The Central Intelligence Agency in 2004 hired outside contractors from the private security contractor Blackwater USA as part of a secret program to locate and assassinate top operatives of Al Qaeda, according to current and former government officials.
Executives from Blackwater, which has generated controversy because of its aggressive tactics in Iraq, helped the spy agency with planning, training and surveillance. The C.I.A. spent several million dollars on the program, which did not successfully capture or kill any terrorist suspects.
The fact that the C.I.A. used an outside company for the program was a major reason that Leon E. Panetta, the C.I.A.’s director, became alarmed and called an emergency meeting in June to tell Congress that the agency had withheld details of the program for seven years, the officials said.
It’s the perfect Bush-era blend of privatization and murder.
Also, I think we know how Blackwater mercenaries react in situations where they are given guns and a measure of freedom – that would be Nissour Square. I guess we should be happy the “Blackwater in Your Corner” campaign only reached the formative stages.

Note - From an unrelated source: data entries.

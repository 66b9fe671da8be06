//! C11 — the SHL viewer: resolves a parsed `ShlPayload` against its
//! manifest (or, for direct-file links, a single encrypted body) and
//! classifies the decrypted content into SMART Health Cards and FHIR
//! resources.

use serde::{Deserialize, Serialize};
use serde_json::Value;
use shc_crypto::error::{Result, ShcError};
use shc_crypto::jwe;
use shc::{Shc, ShcReader};

use crate::manifest::{FileDescriptor, ShlManifest};
use crate::payload::{self, ShlPayload};

const SHC_CONTENT_TYPE: &str = "application/smart-health-card";
const FHIR_CONTENT_TYPE: &str = "application/fhir+json";

/// Options for [`ShlViewer::resolve`].
#[derive(Debug, Clone, Default)]
pub struct ResolveOptions {
    pub recipient: String,
    pub passcode: Option<String>,
    pub embedded_length_max: Option<usize>,
    pub shc_reader: Option<ShcReaderChoice>,
}

/// Either an explicit reader or "build a default, JWKS-resolving one".
pub enum ShcReaderChoice {
    Explicit(ShcReader),
    Default,
}

#[derive(Debug, Clone, Default)]
pub struct ResolvedContent {
    pub manifest: Option<ShlManifest>,
    pub smart_health_cards: Vec<Shc>,
    pub fhir_resources: Vec<Value>,
}

#[derive(Serialize)]
struct ManifestRequest<'a> {
    recipient: &'a str,
    #[serde(skip_serializing_if = "Option::is_none")]
    passcode: Option<&'a str>,
    #[serde(skip_serializing_if = "Option::is_none")]
    #[serde(rename = "embeddedLengthMax")]
    embedded_length_max: Option<usize>,
}

#[derive(Deserialize)]
struct RawManifest {
    status: Option<String>,
    files: Vec<Value>,
    list: Option<Value>,
}

pub struct ShlViewer {
    payload: ShlPayload,
    client: reqwest::Client,
}

impl ShlViewer {
    pub fn new(shlink_uri: &str) -> Result<Self> {
        let payload = payload::parse(shlink_uri)?;
        Ok(Self {
            payload,
            client: reqwest::Client::new(),
        })
    }

    pub fn from_payload(payload: ShlPayload) -> Self {
        Self {
            payload,
            client: reqwest::Client::new(),
        }
    }

    #[tracing::instrument(skip(self, options), fields(direct_file = payload::is_direct_file(&self.payload)))]
    pub async fn resolve(&self, options: ResolveOptions) -> Result<ResolvedContent> {
        if options.recipient.trim().is_empty() {
            return Err(ShcError::ShlViewer("recipient must be non-empty".into()));
        }
        if let Some(exp) = self.payload.exp {
            if exp < shc_crypto::now_seconds() {
                return Err(ShcError::ShlExpired);
            }
        }
        if payload::requires_passcode(&self.payload) && options.passcode.is_none() {
            return Err(ShcError::ShlInvalidPasscode);
        }

        tracing::debug!("resolving SMART Health Link");
        if payload::is_direct_file(&self.payload) {
            self.resolve_direct_file(&options).await
        } else {
            self.resolve_manifest(&options).await
        }
    }

    async fn resolve_direct_file(&self, options: &ResolveOptions) -> Result<ResolvedContent> {
        let url = format!(
            "{}?recipient={}",
            self.payload.url,
            urlencoding_encode(&options.recipient)
        );
        let response = self
            .client
            .get(&url)
            .send()
            .await
            .map_err(|e| ShcError::ShlNetwork(e.to_string()))?;
        map_status_error(response.status().as_u16())?;
        let body = response.text().await.map_err(|e| ShcError::ShlNetwork(e.to_string()))?;

        let decrypted = jwe::decrypt(&body, &self.payload.key)?;
        let (smart_health_cards, fhir_resources) = self
            .classify(&decrypted.content_type, &decrypted.data, options)
            .await?;

        Ok(ResolvedContent {
            manifest: None,
            smart_health_cards,
            fhir_resources,
        })
    }

    async fn resolve_manifest(&self, options: &ResolveOptions) -> Result<ResolvedContent> {
        let request = ManifestRequest {
            recipient: &options.recipient,
            passcode: options.passcode.as_deref(),
            embedded_length_max: options.embedded_length_max,
        };
        let response = self
            .client
            .post(&self.payload.url)
            .json(&request)
            .send()
            .await
            .map_err(|e| ShcError::ShlNetwork(e.to_string()))?;
        map_status_error(response.status().as_u16())?;

        let raw: RawManifest = response
            .json()
            .await
            .map_err(|e| ShcError::ShlManifest(format!("malformed manifest body: {e}")))?;

        let mut descriptors = Vec::with_capacity(raw.files.len());
        let mut smart_health_cards = Vec::new();
        let mut fhir_resources = Vec::new();

        for file in &raw.files {
            let descriptor = parse_descriptor(file)?;
            let jwe_str = match &descriptor {
                FileDescriptor::Embedded { embedded, .. } => embedded.clone(),
                FileDescriptor::Location { location, .. } => {
                    url::Url::parse(location)
                        .map_err(|e| ShcError::ShlManifest(format!("invalid location URL: {e}")))?;
                    self.client
                        .get(location)
                        .send()
                        .await
                        .map_err(|e| ShcError::ShlNetwork(e.to_string()))?
                        .text()
                        .await
                        .map_err(|e| ShcError::ShlNetwork(e.to_string()))?
                }
            };

            let declared_content_type = match &descriptor {
                FileDescriptor::Embedded { content_type, .. } => content_type.clone(),
                FileDescriptor::Location { content_type, .. } => content_type.clone(),
            };

            let decrypted = jwe::decrypt(&jwe_str, &self.payload.key)?;
            if decrypted.content_type != declared_content_type {
                return Err(ShcError::ShlManifest(format!(
                    "descriptor declared contentType {declared_content_type} but JWE cty was {}",
                    decrypted.content_type
                )));
            }

            let (cards, resources) = self.classify(&decrypted.content_type, &decrypted.data, options).await?;
            smart_health_cards.extend(cards);
            fhir_resources.extend(resources);
            descriptors.push(descriptor);
        }

        Ok(ResolvedContent {
            manifest: Some(ShlManifest {
                status: raw.status,
                files: descriptors,
                list: raw.list,
            }),
            smart_health_cards,
            fhir_resources,
        })
    }

    async fn classify(
        &self,
        content_type: &str,
        data: &[u8],
        options: &ResolveOptions,
    ) -> Result<(Vec<Shc>, Vec<Value>)> {
        let json: Value = serde_json::from_slice(data)
            .map_err(|e| ShcError::ShlInvalidContent(format!("decrypted body is not JSON: {e}")))?;

        let is_shc = content_type == SHC_CONTENT_TYPE
            || (content_type.is_empty() && json.get("verifiableCredential").is_some());
        let is_fhir = content_type == FHIR_CONTENT_TYPE
            || (content_type.is_empty() && json.get("resourceType").is_some());

        if is_shc {
            let jws_list = json["verifiableCredential"]
                .as_array()
                .ok_or_else(|| ShcError::ShlInvalidContent("missing verifiableCredential array".into()))?;
            let default_reader = ShcReader::default();
            let reader = match &options.shc_reader {
                Some(ShcReaderChoice::Explicit(explicit)) => explicit,
                _ => &default_reader,
            };
            let mut cards = Vec::with_capacity(jws_list.len());
            for jws in jws_list {
                let jws = jws
                    .as_str()
                    .ok_or_else(|| ShcError::ShlInvalidContent("verifiableCredential entry is not a string".into()))?;
                cards.push(reader.from_jws(jws).await?);
            }
            Ok((cards, Vec::new()))
        } else if is_fhir {
            if json.get("resourceType").is_none() {
                return Err(ShcError::ShlInvalidContent("FHIR resource missing resourceType".into()));
            }
            Ok((Vec::new(), vec![json]))
        } else {
            Err(ShcError::ShlInvalidContent(format!(
                "cannot classify content with type \"{content_type}\""
            )))
        }
    }
}

fn parse_descriptor(value: &Value) -> Result<FileDescriptor> {
    let content_type = value
        .get("contentType")
        .and_then(Value::as_str)
        .ok_or_else(|| ShcError::ShlManifest("descriptor missing contentType".into()))?;
    if content_type != SHC_CONTENT_TYPE && content_type != FHIR_CONTENT_TYPE {
        return Err(ShcError::ShlManifest(format!("unsupported contentType {content_type}")));
    }

    let embedded = value.get("embedded").and_then(Value::as_str);
    let location = value.get("location").and_then(Value::as_str);
    let last_updated = value.get("lastUpdated").and_then(Value::as_str).map(str::to_string);

    match (embedded, location) {
        (Some(embedded), None) => Ok(FileDescriptor::Embedded {
            content_type: content_type.to_string(),
            embedded: embedded.to_string(),
            last_updated,
        }),
        (None, Some(location)) => Ok(FileDescriptor::Location {
            content_type: content_type.to_string(),
            location: location.to_string(),
            last_updated,
        }),
        _ => Err(ShcError::ShlManifest(
            "descriptor must have exactly one of embedded/location".into(),
        )),
    }
}

fn map_status_error(status: u16) -> Result<()> {
    match status {
        200..=299 => Ok(()),
        401 => Err(ShcError::ShlInvalidPasscode),
        404 => Err(ShcError::ShlManifestNotFound),
        429 => Err(ShcError::ShlManifestRateLimit),
        other => Err(ShcError::ShlNetwork(format!("unexpected status {other}"))),
    }
}

fn urlencoding_encode(s: &str) -> String {
    url::form_urlencoded::byte_serialize(s.as_bytes()).collect()
}
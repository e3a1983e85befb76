//! Fixed-point math
//!
//! Responsible for:
//! - 18-decimal precise-unit arithmetic (signed and unsigned)
//! - Rescaling between precise units and native token decimals
//! - Checked casts between the two signednesses

mod precise_unit;
mod unit_conversion;

pub use precise_unit::{
    div_down, precise_unit_int, safe_power, PreciseUnitMath, SignedPreciseMath,
    UnsignedPreciseMath, PRECISE_DECIMALS, PRECISE_UNIT,
};
pub use unit_conversion::{
    from_precise_unit_to_decimals, from_precise_unit_to_decimals_int,
    to_precise_units_from_decimals, to_precise_units_from_decimals_int,
};

use alloy_primitives::{I256, U256};

use crate::error::ArithmeticError;

/// U256 -> I256, failing when the value exceeds I256::MAX
pub fn to_int256(value: U256) -> Result<I256, ArithmeticError> {
    I256::try_from(value).map_err(|_| ArithmeticError::Overflow)
}

/// I256 -> U256, failing on negative values
pub fn to_uint256(value: I256) -> Result<U256, ArithmeticError> {
    if value.is_negative() {
        return Err(ArithmeticError::Underflow);
    }
    Ok(value.into_raw())
}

So, anything else? Hmm… here’s confirmation from Tom Ridge of something we knew all along!
Among the headlines promoted by publisher Thomas Dunne Books: Ridge was never invited to sit in on National Security Council meetings; was “blindsided” by the FBI in morning Oval Office meetings because the agency withheld critical information from him; found his urgings to block Michael Brown from being named head of the emergency agency blamed for the Hurricane Katrina disaster ignored; and was pushed to raise the security alert on the eve of President Bush’s re-election, something he saw as politically motivated and worth resigning over.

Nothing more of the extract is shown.